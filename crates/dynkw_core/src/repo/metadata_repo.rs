//! Read access to module metadata in the store.
//!
//! # Responsibility
//! - List stored modules and load one module's full record tree.
//!
//! # Invariants
//! - Reads never touch module code; the store is the only input.
//! - Persisted rows that do not map to a record are reported as
//!   `InvalidData`, never skipped.

use crate::db::DbError;
use crate::metadata::{
    AttributeRecord, AttributeValue, MemberKind, MemberRecord, ModuleMetadata, TypeKind,
    TypeRecord,
};
use crate::model::spec::ModuleRef;
use rusqlite::{params, Connection, OptionalExtension, Row};
use std::error::Error;
use std::fmt::{Display, Formatter};
use uuid::Uuid;

pub type MetadataResult<T> = Result<T, MetadataError>;

#[derive(Debug)]
pub enum MetadataError {
    Db(DbError),
    NotFound(String),
    InvalidData(String),
}

impl Display for MetadataError {
    fn fmt(&self, f: &mut Formatter<'_>) -> std::fmt::Result {
        match self {
            Self::Db(err) => write!(f, "{err}"),
            Self::NotFound(module) => write!(f, "module not found in metadata store: {module}"),
            Self::InvalidData(message) => write!(f, "invalid stored metadata: {message}"),
        }
    }
}

impl Error for MetadataError {
    fn source(&self) -> Option<&(dyn Error + 'static)> {
        match self {
            Self::Db(err) => Some(err),
            Self::NotFound(_) | Self::InvalidData(_) => None,
        }
    }
}

impl From<DbError> for MetadataError {
    fn from(value: DbError) -> Self {
        Self::Db(value)
    }
}

impl From<rusqlite::Error> for MetadataError {
    fn from(value: rusqlite::Error) -> Self {
        Self::Db(DbError::Sqlite(value))
    }
}

pub trait MetadataRepository {
    /// Stored modules ordered by name.
    fn list_modules(&self) -> MetadataResult<Vec<ModuleRef>>;
    /// Case-insensitive lookup by module name.
    fn find_module(&self, name: &str) -> MetadataResult<Option<ModuleRef>>;
    fn load_module(&self, id: Uuid) -> MetadataResult<ModuleMetadata>;
}

pub struct SqliteMetadataRepository<'conn> {
    conn: &'conn Connection,
}

impl<'conn> SqliteMetadataRepository<'conn> {
    pub fn new(conn: &'conn Connection) -> Self {
        Self { conn }
    }

    fn load_types(&self, module_uuid: &str, enclosing_id: Option<i64>) -> MetadataResult<Vec<TypeRecord>> {
        let mut stmt = self.conn.prepare(
            "SELECT id, name, base_type, kind
             FROM types
             WHERE module_uuid = ?1 AND enclosing_id IS ?2
             ORDER BY ordinal;",
        )?;
        let rows = stmt
            .query_map(params![module_uuid, enclosing_id], |row| {
                Ok((
                    row.get::<_, i64>(0)?,
                    row.get::<_, String>(1)?,
                    row.get::<_, Option<String>>(2)?,
                    row.get::<_, String>(3)?,
                ))
            })?
            .collect::<Result<Vec<_>, _>>()?;

        let mut records = Vec::with_capacity(rows.len());
        for (id, name, base_type, kind) in rows {
            let kind = TypeKind::parse(&kind)
                .ok_or_else(|| MetadataError::InvalidData(format!("type `{name}` has kind `{kind}`")))?;
            records.push(TypeRecord {
                attributes: self.load_attributes("type_id", id)?,
                members: self.load_members(id)?,
                enum_fields: self.load_enum_fields(id)?,
                nested: self.load_types(module_uuid, Some(id))?,
                name,
                base_type,
                kind,
            });
        }
        Ok(records)
    }

    fn load_members(&self, type_id: i64) -> MetadataResult<Vec<MemberRecord>> {
        let mut stmt = self.conn.prepare(
            "SELECT id, name, type_signature, kind, settable
             FROM members
             WHERE type_id = ?1
             ORDER BY ordinal;",
        )?;
        let rows = stmt
            .query_map(params![type_id], |row| {
                Ok((
                    row.get::<_, i64>(0)?,
                    row.get::<_, String>(1)?,
                    row.get::<_, String>(2)?,
                    row.get::<_, String>(3)?,
                    row.get::<_, i64>(4)?,
                ))
            })?
            .collect::<Result<Vec<_>, _>>()?;

        rows.into_iter()
            .map(|(id, name, type_name, kind, settable)| {
                let kind = MemberKind::parse(&kind).ok_or_else(|| {
                    MetadataError::InvalidData(format!("member `{name}` has kind `{kind}`"))
                })?;
                Ok(MemberRecord {
                    attributes: self.load_attributes("member_id", id)?,
                    settable: settable != 0,
                    name,
                    type_name,
                    kind,
                })
            })
            .collect()
    }

    fn load_attributes(&self, owner_column: &str, owner_id: i64) -> MetadataResult<Vec<AttributeRecord>> {
        let sql = format!(
            "SELECT id, name FROM attributes WHERE {owner_column} = ?1 ORDER BY ordinal;"
        );
        let mut stmt = self.conn.prepare(&sql)?;
        let rows = stmt
            .query_map(params![owner_id], |row| {
                Ok((row.get::<_, i64>(0)?, row.get::<_, String>(1)?))
            })?
            .collect::<Result<Vec<_>, _>>()?;

        let mut args_stmt = self.conn.prepare(
            "SELECT name, value_kind, value
             FROM attribute_args
             WHERE attribute_id = ?1
             ORDER BY ordinal;",
        )?;
        let mut attributes = Vec::with_capacity(rows.len());
        for (id, name) in rows {
            let arguments = args_stmt
                .query_and_then(params![id], parse_argument_row)?
                .collect::<MetadataResult<Vec<_>>>()?;
            attributes.push(AttributeRecord { name, arguments });
        }
        Ok(attributes)
    }

    fn load_enum_fields(&self, type_id: i64) -> MetadataResult<Vec<String>> {
        let mut stmt = self
            .conn
            .prepare("SELECT name FROM enum_fields WHERE type_id = ?1 ORDER BY ordinal;")?;
        let fields = stmt
            .query_map(params![type_id], |row| row.get::<_, String>(0))?
            .collect::<Result<Vec<_>, _>>()?;
        Ok(fields)
    }
}

impl MetadataRepository for SqliteMetadataRepository<'_> {
    fn list_modules(&self) -> MetadataResult<Vec<ModuleRef>> {
        let mut stmt = self
            .conn
            .prepare("SELECT uuid, name, version FROM modules ORDER BY name COLLATE NOCASE;")?;
        let modules = stmt
            .query_and_then([], parse_module_row)?
            .collect::<MetadataResult<Vec<_>>>()?;
        Ok(modules)
    }

    fn find_module(&self, name: &str) -> MetadataResult<Option<ModuleRef>> {
        let row = self
            .conn
            .query_row(
                "SELECT uuid, name, version FROM modules WHERE name = ?1;",
                params![name],
                |row| {
                    Ok((
                        row.get::<_, String>(0)?,
                        row.get::<_, String>(1)?,
                        row.get::<_, String>(2)?,
                    ))
                },
            )
            .optional()?;
        row.map(|(uuid, name, version)| module_ref(&uuid, name, version))
            .transpose()
    }

    fn load_module(&self, id: Uuid) -> MetadataResult<ModuleMetadata> {
        let uuid = id.to_string();
        let module = self
            .conn
            .query_row(
                "SELECT uuid, name, version FROM modules WHERE uuid = ?1;",
                params![uuid],
                |row| {
                    Ok((
                        row.get::<_, String>(0)?,
                        row.get::<_, String>(1)?,
                        row.get::<_, String>(2)?,
                    ))
                },
            )
            .optional()?
            .ok_or_else(|| MetadataError::NotFound(uuid.clone()))?;
        let (stored_uuid, name, version) = module;

        Ok(ModuleMetadata {
            module: module_ref(&stored_uuid, name, version)?,
            types: self.load_types(&uuid, None)?,
        })
    }
}

fn parse_module_row(row: &Row<'_>) -> MetadataResult<ModuleRef> {
    let uuid: String = row.get(0)?;
    module_ref(&uuid, row.get(1)?, row.get(2)?)
}

fn module_ref(uuid: &str, name: String, version: String) -> MetadataResult<ModuleRef> {
    let id = Uuid::parse_str(uuid)
        .map_err(|err| MetadataError::InvalidData(format!("module uuid `{uuid}`: {err}")))?;
    Ok(ModuleRef::new(id, name, version))
}

fn parse_argument_row(row: &Row<'_>) -> MetadataResult<(String, AttributeValue)> {
    let name: String = row.get(0)?;
    let kind: String = row.get(1)?;
    let raw: String = row.get(2)?;
    let value = match kind.as_str() {
        "bool" => raw.parse::<bool>().map(AttributeValue::Bool).ok(),
        "int" => raw.parse::<i64>().map(AttributeValue::Int).ok(),
        "string" => Some(AttributeValue::String(raw.clone())),
        _ => None,
    }
    .ok_or_else(|| {
        MetadataError::InvalidData(format!("argument `{name}` has {kind} value `{raw}`"))
    })?;
    Ok((name, value))
}

#[cfg(test)]
mod tests {
    use super::{MetadataError, MetadataRepository, SqliteMetadataRepository};
    use crate::db::open_db_in_memory;
    use uuid::Uuid;

    #[test]
    fn empty_store_lists_nothing_and_misses_unknown_module() {
        let conn = open_db_in_memory().expect("open store");
        let repo = SqliteMetadataRepository::new(&conn);
        assert!(repo.list_modules().expect("list").is_empty());
        assert!(repo.find_module("Nope").expect("find").is_none());
        assert!(matches!(
            repo.load_module(Uuid::new_v4()),
            Err(MetadataError::NotFound(_))
        ));
    }
}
---------------
> **Exercise aim**
Up to and including the line with "impl Display for", write out the records above exactly, starting from their first line.

> **Result for this exercise**
filename crates/dynkw_core/src/repo/metadata_repo.rs
//! Read access to module metadata in the store.
//!
//! # Responsibility
//! - List stored modules and load one module's full record tree.
//!
//! # Invariants
//! - Reads never touch module code; the store is the only input.
//! - Persisted rows that do not map to a record are reported as
//!   `InvalidData`, never skipped.

use crate::db::DbError;
use crate::metadata::{
    AttributeRecord, AttributeValue, MemberKind, MemberRecord, ModuleMetadata, TypeKind,
    TypeRecord,
};
use crate::model::spec::ModuleRef;
use rusqlite::{params, Connection, OptionalExtension, Row};
use std::error::Error;
use std::fmt::{Display, Formatter};
use uuid::Uuid;

pub type MetadataResult<T> = Result<T, MetadataError>;

#[derive(Debug)]
pub enum MetadataError {
    Db(DbError),
    NotFound(String),
    InvalidData(String),
}

impl Display for MetadataError {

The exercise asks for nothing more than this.